# [PROBLEM TO WORK ON]
Reproduce each entry below verbatim.

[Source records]
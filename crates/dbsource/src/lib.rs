//! # dbsource
//!
//! Unified datasource abstraction across heterogeneous database engines
//! (MySQL, PostgreSQL, Hive, Spark SQL, ClickHouse, Oracle, SQL Server,
//! DB2, Presto):
//!
//! - **Validation** of raw connection parameters, reporting every offending
//!   field at once
//! - **Normalized descriptors** with a lossless persisted JSON form
//! - **Connection URLs** rendered per engine grammar
//! - **Cache keys**: deterministic, password-free unique ids for external
//!   pooling layers
//! - **Table discovery** over an externally provided connection, with
//!   guaranteed cursor/statement/connection release
//!
//! This crate never opens sockets itself: the physical connection layer
//! plugs in through [`introspect::ConnectionProvider`].
//!
//! ## Example
//!
//! ```rust
//! use dbsource::{Dispatcher, EngineKind, RawParams};
//!
//! fn main() -> dbsource::Result<()> {
//!     let params = RawParams::new(
//!         EngineKind::Mysql,
//!         "db.internal",
//!         3306,
//!         "reporting",
//!         "alice",
//!         "secret",
//!     );
//!     Dispatcher::validate(&params)?;
//!
//!     let descriptor = Dispatcher::build_descriptor(&params)?;
//!     assert_eq!(descriptor.url()?, "mysql://db.internal:3306/reporting");
//!     assert_eq!(
//!         Dispatcher::unique_id(&descriptor, EngineKind::Mysql)?,
//!         "mysql@alice@mysql://db.internal:3306/reporting",
//!     );
//!     Ok(())
//! }
//! ```

pub mod capability;
pub mod descriptor;
pub mod dispatch;
pub mod engine;
pub mod engines;
pub mod error;
pub mod identifier;
pub mod introspect;
pub mod params;
pub mod profiles;

// Re-exports for convenient access
pub use capability::Capability;
pub use descriptor::{
    ClusterDescriptor, ConnectionDescriptor, HostPort, OracleDescriptor, ServerDescriptor,
};
pub use dispatch::Dispatcher;
pub use engine::EngineKind;
pub use engines::CapabilityImpl;
pub use error::{DataSourceError, FieldViolation, Result, ValidationErrors};
pub use introspect::{
    list_tables, ConnectionProvider, MetaConnection, MetaStatement, TableCursor, TableScan,
};
pub use params::{OracleConnectMode, RawParams};
pub use profiles::Profiles;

# [TASK ANSWER]
filename crates/dbsource/src/lib.rs
//! # dbsource
//!
//! Unified datasource abstraction across heterogeneous database engines
//! (MySQL, PostgreSQL, Hive, Spark SQL, ClickHouse, Oracle, SQL Server,
//! DB2, Presto):
//!
//! - **Validation** of raw connection parameters, reporting every offending
//!   field at once
//! - **Normalized descriptors** with a lossless persisted JSON form
//! - **Connection URLs** rendered per engine grammar
//! - **Cache keys**: deterministic, password-free unique ids for external
//!   pooling layers
//! - **Table discovery** over an externally provided connection, with
//!   guaranteed cursor/statement/connection release
//!
//! This crate never opens sockets itself: the physical connection layer
//! plugs in through [`introspect::ConnectionProvider`].
//!
//! ## Example
//!
//! ```rust
//! use dbsource::{Dispatcher, EngineKind, RawParams};
//!
//! fn main() -> dbsource::Result<()> {
//!     let params = RawParams::new(
//!         EngineKind::Mysql,
//!         "db.internal",
//!         3306,
//!         "reporting",
//!         "alice",
//!         "secret",
//!     );
//!     Dispatcher::validate(&params)?;
//!
//!     let descriptor = Dispatcher::build_descriptor(&params)?;
//!     assert_eq!(descriptor.url()?, "mysql://db.internal:3306/reporting");
//!     assert_eq!(
//!         Dispatcher::unique_id(&descriptor, EngineKind::Mysql)?,
//!         "mysql@alice@mysql://db.internal:3306/reporting",
//!     );
//!     Ok(())
//! }
//! ```

pub mod capability;
pub mod descriptor;
pub mod dispatch;
pub mod engine;
pub mod engines;
pub mod error;
pub mod identifier;
pub mod introspect;
pub mod params;
pub mod profiles;

// Re-exports for convenient access
pub use capability::Capability;
pub use descriptor::{
    ClusterDescriptor, ConnectionDescriptor, HostPort, OracleDescriptor, ServerDescriptor,
};
pub use dispatch::Dispatcher;
pub use engine::EngineKind;
pub use engines::CapabilityImpl;
pub use error::{DataSourceError, FieldViolation, Result, ValidationErrors};
pub use introspect::{
    list_tables, ConnectionProvider, MetaConnection, MetaStatement, TableCursor, TableScan,
};
pub use params::{OracleConnectMode, RawParams};
pub use profiles::Profiles;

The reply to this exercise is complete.